The company purchased the lightweight, waterproof Harlequin's AeroDeck® sprung floor panels and the heavy-duty Harlequin Cascade™ vinyl, which is manufactured with BioCote® Antimicrobial Protection to help with the prevention of bacteria and mold. After an indoor test run while filming Nutcracker ("It felt exactly like our regular floor," says Jaffe), the company will debut the new setup this May in Pittsburgh's Schenley Park during a two-week series of performances shared with other local arts organizations.

Pittsburgh Ballet Theatre's Open Air Series last fall. The company plans to roll out their new Harlequin AeroDeck® sprung floor panels and Harlequin Cascade™ vinyl floor for more outdoor performances this spring.

Harris Ferris, Courtesy Pittsburgh Ballet Theatre

In addition to the possibility of rain, a range of temperatures also has to be taken into account. When the State Ballet of Rhode Island received a grant from the state to upgrade its 15-year-old stage, executive director Ana Fox chose the Harlequin Cascade vinyl floor in the lighter gray color "so that it would be cooler if it's reflecting sunlight during daytime performances," she says.

However, for the civic ballet company's first performance on its new 24-by-48–foot stage on November 22, heat was less of a concern than the Northeastern cold.
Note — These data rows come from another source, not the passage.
//! Shared string table (SST) for the legacy container
//!
//! Strings are appended to a staging file as they are first seen, so the
//! table does not grow in memory with the row count. Deduplication only
//! covers strings that fit in a fixed lookup budget.

use super::biff::{write_record, MAX_RECORD_DATA, RECORD_CONTINUE, RECORD_SST};
use indexmap::IndexMap;
use std::fs::File;
use std::io::{self, BufReader, BufWriter, Read, Seek, SeekFrom, Write};

/// Bytes of string text kept in the dedup lookup
pub const DEFAULT_LOOKUP_BUDGET: usize = 1 << 20;

/// Disk-backed deduplicating string table; indices follow first-seen order
pub struct SharedStrings {
    staging: BufWriter<File>,
    lookup: IndexMap<String, u32>,
    lookup_bytes: usize,
    lookup_budget: usize,
    unique: u32,
    references: u32,
}

impl SharedStrings {
    pub fn new(staging: File) -> Self {
        Self::with_lookup_budget(staging, DEFAULT_LOOKUP_BUDGET)
    }

    pub fn with_lookup_budget(staging: File, lookup_budget: usize) -> Self {
        SharedStrings {
            staging: BufWriter::with_capacity(64 * 1024, staging),
            lookup: IndexMap::new(),
            lookup_bytes: 0,
            lookup_budget,
            unique: 0,
            references: 0,
        }
    }

    /// Add a string reference and get its table index
    pub fn add_string(&mut self, s: &str) -> io::Result<u32> {
        self.references = self.references.saturating_add(1);
        if let Some(&index) = self.lookup.get(s) {
            return Ok(index);
        }

        let index = self.unique;
        let units: Vec<u16> = s.encode_utf16().collect();
        self.staging.write_all(&(units.len() as u16).to_le_bytes())?;
        for unit in &units {
            self.staging.write_all(&unit.to_le_bytes())?;
        }
        self.unique += 1;

        // past the budget, repeats get a fresh entry instead of a lookup slot
        if self.lookup_bytes + s.len() <= self.lookup_budget {
            self.lookup_bytes += s.len();
            self.lookup.insert(s.to_string(), index);
        }
        Ok(index)
    }

    /// Number of table entries
    pub fn count(&self) -> usize {
        self.unique as usize
    }

    /// Number of cells referencing the table
    pub fn references(&self) -> u32 {
        self.references
    }

    /// Bytes of string text held by the dedup lookup
    #[cfg(test)]
    pub fn lookup_bytes(&self) -> usize {
        self.lookup_bytes
    }

    /// Size in bytes of the SST and CONTINUE records, headers included
    pub fn biff_len(&mut self) -> io::Result<u64> {
        self.write_biff(&mut io::sink())
    }

    /// Write the SST record and its CONTINUE records, returning the bytes written.
    ///
    /// Strings are stored uncompressed. A string split across records repeats
    /// its option flags byte at the start of the CONTINUE record.
    pub fn write_biff<W: Write + ?Sized>(&mut self, out: &mut W) -> io::Result<u64> {
        self.staging.flush()?;
        let file = self.staging.get_mut();
        file.seek(SeekFrom::Start(0))?;
        let mut reader = BufReader::new(&*file);

        let mut written = 0u64;
        let mut emit = |out: &mut W, id: u16, data: &[u8]| -> io::Result<()> {
            write_record(out, id, data)?;
            written += 4 + data.len() as u64;
            Ok(())
        };

        let mut record = Vec::with_capacity(MAX_RECORD_DATA);
        let mut record_id = RECORD_SST;
        record.extend_from_slice(&self.references.to_le_bytes());
        record.extend_from_slice(&self.unique.to_le_bytes());

        let mut units = Vec::new();
        for _ in 0..self.unique {
            read_string(&mut reader, &mut units)?;
            // length, flags and at least one character stay together
            let header = if units.is_empty() { 3 } else { 5 };
            if record.len() + header > MAX_RECORD_DATA {
                emit(out, record_id, &record)?;
                record.clear();
                record_id = RECORD_CONTINUE;
            }
            record.extend_from_slice(&(units.len() as u16).to_le_bytes());
            record.push(0x01);

            let mut rest = &units[..];
            loop {
                let room = (MAX_RECORD_DATA - record.len()) / 2;
                let (now, later) = rest.split_at(room.min(rest.len()));
                for unit in now {
                    record.extend_from_slice(&unit.to_le_bytes());
                }
                rest = later;
                if rest.is_empty() {
                    break;
                }
                emit(out, record_id, &record)?;
                record.clear();
                record_id = RECORD_CONTINUE;
                record.push(0x01);
            }
        }
        emit(out, record_id, &record)?;

        // further adds append after the staged strings
        self.staging.get_mut().seek(SeekFrom::End(0))?;
        Ok(written)
    }
}

fn read_string<R: Read>(reader: &mut R, units: &mut Vec<u16>) -> io::Result<()> {
    let mut len = [0u8; 2];
    reader.read_exact(&mut len)?;
    let mut bytes = vec![0u8; u16::from_le_bytes(len) as usize * 2];
    reader.read_exact(&mut bytes)?;
    units.clear();
    units.extend(
        bytes
            .chunks_exact(2)
            .map(|pair| u16::from_le_bytes([pair[0], pair[1]])),
    );
    Ok(())
}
Fortunately, Fox says the surface never got icy or too stiff. "It felt warm to the feel," she says. "You could see the dancers didn't hesitate to run or step into arabesque." (The Harlequin Cascade floor is known for providing a good grip.)

"To have a safe floor for dancers not to worry about shin splints or something of that nature, that's everything," she says. "The dancers have to feel secure."

State Ballet of Rhode Island first rolled out their new Harlequin Cascade™ flooring for an outdoor performance last November.

Courtesy of Harlequin

Of course, the elements need to be considered even when dancers aren't actively performing. Although Harlequin's AeroDeck is waterproof, both PBT and SBRI have tarps to cover their stages to keep any water out. SBRI also does damp mopping before performances to get pollen off the surface. Additionally, the company is building a shed to safely store the floor long-term when it's not in use. "Of course, it's heavy, but laying down the floor and putting it away was not an issue at all," says Fox, adding that both were easy to accomplish with a crew of four people.

Since the Harlequin Cascade surface is versatile enough to support a wide range of dance styles—and even opera and theater sets—both PBT and SBRI are partnering with other local arts organizations to put their outdoor stages to use as much as possible. Because audiences are hungry for art right now.

"In September, I made our outdoor performance shorter so we wouldn't have to worry about intermission or bathrooms, but when it was over, they just sat there," says Jaffe, with a laugh. "People were so grateful and so happy to see us perform. We just got an overwhelming response of love and gratitude."

Marisa Grywalski and Alejandro Diaz in Susan Jaffes "Carmina Terra," part of PBT's Open Air Series last fall.